◆ WORK REQUIRED ◆
Please return all lines from the records below that include the string "Method".

◆ DATA PROVIDED ◆
**********

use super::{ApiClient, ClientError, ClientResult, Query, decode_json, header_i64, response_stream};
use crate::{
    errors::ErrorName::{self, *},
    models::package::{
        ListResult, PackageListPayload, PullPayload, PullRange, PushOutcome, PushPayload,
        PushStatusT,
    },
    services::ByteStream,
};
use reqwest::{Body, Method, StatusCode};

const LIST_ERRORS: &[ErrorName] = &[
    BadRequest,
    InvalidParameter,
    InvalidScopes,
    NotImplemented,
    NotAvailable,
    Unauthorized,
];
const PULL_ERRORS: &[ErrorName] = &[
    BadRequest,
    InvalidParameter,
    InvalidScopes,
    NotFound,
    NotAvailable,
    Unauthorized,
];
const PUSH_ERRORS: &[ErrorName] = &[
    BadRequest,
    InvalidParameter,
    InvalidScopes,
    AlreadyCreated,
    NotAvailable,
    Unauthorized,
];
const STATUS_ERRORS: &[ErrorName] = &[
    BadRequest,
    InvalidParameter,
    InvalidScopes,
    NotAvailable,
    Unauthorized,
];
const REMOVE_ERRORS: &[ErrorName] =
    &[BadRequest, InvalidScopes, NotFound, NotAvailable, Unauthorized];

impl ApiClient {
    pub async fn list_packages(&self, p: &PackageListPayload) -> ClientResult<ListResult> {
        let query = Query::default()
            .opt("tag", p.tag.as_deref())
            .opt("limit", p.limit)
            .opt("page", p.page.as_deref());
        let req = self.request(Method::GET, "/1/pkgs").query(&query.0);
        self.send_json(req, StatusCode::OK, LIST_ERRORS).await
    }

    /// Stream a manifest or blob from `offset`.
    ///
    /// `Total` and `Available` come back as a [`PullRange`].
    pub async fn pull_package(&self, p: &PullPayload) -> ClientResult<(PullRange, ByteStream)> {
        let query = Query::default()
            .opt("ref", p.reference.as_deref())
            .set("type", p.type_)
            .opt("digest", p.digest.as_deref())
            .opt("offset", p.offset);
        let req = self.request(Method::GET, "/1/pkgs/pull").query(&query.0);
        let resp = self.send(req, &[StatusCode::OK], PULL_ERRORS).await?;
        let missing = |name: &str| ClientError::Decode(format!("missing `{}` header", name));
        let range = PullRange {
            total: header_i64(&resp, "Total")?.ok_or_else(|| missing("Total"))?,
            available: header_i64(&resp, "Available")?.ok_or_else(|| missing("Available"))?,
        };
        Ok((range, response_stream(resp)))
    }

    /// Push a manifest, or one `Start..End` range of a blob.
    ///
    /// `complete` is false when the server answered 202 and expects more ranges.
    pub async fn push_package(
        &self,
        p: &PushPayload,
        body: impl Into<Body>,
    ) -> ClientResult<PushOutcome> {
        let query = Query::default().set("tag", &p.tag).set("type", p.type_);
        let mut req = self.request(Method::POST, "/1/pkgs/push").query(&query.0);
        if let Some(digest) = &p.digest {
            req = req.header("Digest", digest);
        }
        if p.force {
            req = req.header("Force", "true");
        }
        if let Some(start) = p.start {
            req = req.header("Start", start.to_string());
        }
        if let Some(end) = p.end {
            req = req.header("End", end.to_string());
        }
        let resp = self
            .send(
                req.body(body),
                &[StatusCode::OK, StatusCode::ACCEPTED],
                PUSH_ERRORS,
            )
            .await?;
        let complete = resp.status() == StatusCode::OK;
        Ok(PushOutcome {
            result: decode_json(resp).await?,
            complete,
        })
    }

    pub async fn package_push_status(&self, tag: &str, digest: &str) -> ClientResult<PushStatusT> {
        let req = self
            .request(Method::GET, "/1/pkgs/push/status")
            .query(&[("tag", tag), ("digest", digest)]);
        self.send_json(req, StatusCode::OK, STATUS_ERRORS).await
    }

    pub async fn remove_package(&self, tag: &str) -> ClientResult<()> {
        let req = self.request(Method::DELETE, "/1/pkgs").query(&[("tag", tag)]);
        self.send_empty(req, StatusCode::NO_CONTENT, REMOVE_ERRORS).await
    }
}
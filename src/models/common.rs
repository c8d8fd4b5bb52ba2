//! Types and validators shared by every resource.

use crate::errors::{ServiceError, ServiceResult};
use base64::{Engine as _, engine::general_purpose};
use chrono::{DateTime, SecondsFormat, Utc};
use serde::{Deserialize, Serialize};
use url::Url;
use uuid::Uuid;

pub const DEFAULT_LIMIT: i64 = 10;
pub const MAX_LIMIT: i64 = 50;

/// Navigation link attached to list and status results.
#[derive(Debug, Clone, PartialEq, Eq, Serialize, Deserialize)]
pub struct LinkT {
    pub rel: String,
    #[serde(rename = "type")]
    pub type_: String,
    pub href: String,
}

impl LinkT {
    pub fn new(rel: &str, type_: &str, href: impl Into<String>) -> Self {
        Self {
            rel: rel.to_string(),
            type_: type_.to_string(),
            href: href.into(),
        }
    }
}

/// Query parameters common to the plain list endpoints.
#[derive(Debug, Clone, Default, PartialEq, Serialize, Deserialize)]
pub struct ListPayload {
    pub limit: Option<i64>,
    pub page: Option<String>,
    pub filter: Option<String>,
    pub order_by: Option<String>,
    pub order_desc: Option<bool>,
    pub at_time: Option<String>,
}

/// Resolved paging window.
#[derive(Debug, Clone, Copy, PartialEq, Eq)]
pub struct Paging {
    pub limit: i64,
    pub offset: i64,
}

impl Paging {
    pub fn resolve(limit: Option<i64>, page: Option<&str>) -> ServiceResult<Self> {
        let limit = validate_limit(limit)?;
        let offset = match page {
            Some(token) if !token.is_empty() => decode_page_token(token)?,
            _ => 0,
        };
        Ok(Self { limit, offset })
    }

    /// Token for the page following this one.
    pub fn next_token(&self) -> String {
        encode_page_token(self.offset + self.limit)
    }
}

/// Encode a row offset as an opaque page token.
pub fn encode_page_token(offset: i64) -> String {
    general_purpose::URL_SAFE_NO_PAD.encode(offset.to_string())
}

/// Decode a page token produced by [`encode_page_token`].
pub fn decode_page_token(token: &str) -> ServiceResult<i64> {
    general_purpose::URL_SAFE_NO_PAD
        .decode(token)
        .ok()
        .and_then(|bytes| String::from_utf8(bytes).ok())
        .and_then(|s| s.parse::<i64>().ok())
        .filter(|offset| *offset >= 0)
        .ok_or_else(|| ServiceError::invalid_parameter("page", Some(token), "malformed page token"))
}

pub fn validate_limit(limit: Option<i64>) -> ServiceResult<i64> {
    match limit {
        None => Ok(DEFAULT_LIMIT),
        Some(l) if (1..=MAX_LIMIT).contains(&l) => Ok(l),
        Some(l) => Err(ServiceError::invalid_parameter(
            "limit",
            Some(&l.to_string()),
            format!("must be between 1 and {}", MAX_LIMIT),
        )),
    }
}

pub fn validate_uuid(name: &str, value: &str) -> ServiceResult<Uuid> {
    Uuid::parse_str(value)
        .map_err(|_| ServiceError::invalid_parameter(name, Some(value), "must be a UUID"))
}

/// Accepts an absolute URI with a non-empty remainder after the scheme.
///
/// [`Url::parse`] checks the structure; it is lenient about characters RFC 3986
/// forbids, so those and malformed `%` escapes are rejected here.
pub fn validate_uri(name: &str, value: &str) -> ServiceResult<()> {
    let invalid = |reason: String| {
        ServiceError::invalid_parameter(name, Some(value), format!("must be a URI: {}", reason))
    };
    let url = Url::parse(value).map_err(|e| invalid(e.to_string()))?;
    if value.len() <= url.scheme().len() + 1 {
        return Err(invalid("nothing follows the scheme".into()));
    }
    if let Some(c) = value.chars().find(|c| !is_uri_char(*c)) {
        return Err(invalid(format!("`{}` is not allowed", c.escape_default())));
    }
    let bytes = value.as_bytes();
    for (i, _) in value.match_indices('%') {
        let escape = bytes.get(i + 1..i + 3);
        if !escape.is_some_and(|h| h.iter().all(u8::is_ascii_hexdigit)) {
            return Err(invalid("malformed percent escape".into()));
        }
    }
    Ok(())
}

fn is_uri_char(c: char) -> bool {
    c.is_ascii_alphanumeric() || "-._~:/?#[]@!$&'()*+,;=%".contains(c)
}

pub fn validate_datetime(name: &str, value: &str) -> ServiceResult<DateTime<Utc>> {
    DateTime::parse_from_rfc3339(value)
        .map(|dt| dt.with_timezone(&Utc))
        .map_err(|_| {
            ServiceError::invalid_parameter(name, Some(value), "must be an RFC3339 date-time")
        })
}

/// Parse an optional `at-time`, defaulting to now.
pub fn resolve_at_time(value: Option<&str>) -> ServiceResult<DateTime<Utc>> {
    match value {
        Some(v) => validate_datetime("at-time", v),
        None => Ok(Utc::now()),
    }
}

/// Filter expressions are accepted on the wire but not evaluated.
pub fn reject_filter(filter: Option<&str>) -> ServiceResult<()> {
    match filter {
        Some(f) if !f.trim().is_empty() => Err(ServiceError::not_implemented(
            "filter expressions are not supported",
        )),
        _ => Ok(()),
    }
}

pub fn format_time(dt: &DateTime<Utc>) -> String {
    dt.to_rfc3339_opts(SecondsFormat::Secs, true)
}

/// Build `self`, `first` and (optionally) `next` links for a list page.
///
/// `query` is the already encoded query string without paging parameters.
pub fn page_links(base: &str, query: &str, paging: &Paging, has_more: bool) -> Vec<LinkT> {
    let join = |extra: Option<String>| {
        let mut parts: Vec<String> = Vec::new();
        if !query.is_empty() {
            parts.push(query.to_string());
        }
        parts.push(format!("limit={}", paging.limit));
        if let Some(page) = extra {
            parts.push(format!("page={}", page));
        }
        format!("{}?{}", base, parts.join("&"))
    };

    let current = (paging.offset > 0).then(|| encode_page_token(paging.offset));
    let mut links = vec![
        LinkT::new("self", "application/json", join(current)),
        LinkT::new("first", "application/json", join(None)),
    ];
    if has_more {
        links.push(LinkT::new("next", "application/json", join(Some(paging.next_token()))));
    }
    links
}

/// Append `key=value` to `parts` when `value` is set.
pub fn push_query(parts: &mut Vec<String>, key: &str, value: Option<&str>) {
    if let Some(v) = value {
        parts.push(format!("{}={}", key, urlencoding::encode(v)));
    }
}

**********

◆ TASK OUTPUT ◆
use reqwest::{Body, Method, StatusCode};
        let req = self.request(Method::GET, "/1/pkgs").query(&query.0);
        let req = self.request(Method::GET, "/1/pkgs/pull").query(&query.0);
        let mut req = self.request(Method::POST, "/1/pkgs/push").query(&query.0);
            .request(Method::GET, "/1/pkgs/push/status")
        let req = self.request(Method::DELETE, "/1/pkgs").query(&[("tag", tag)]);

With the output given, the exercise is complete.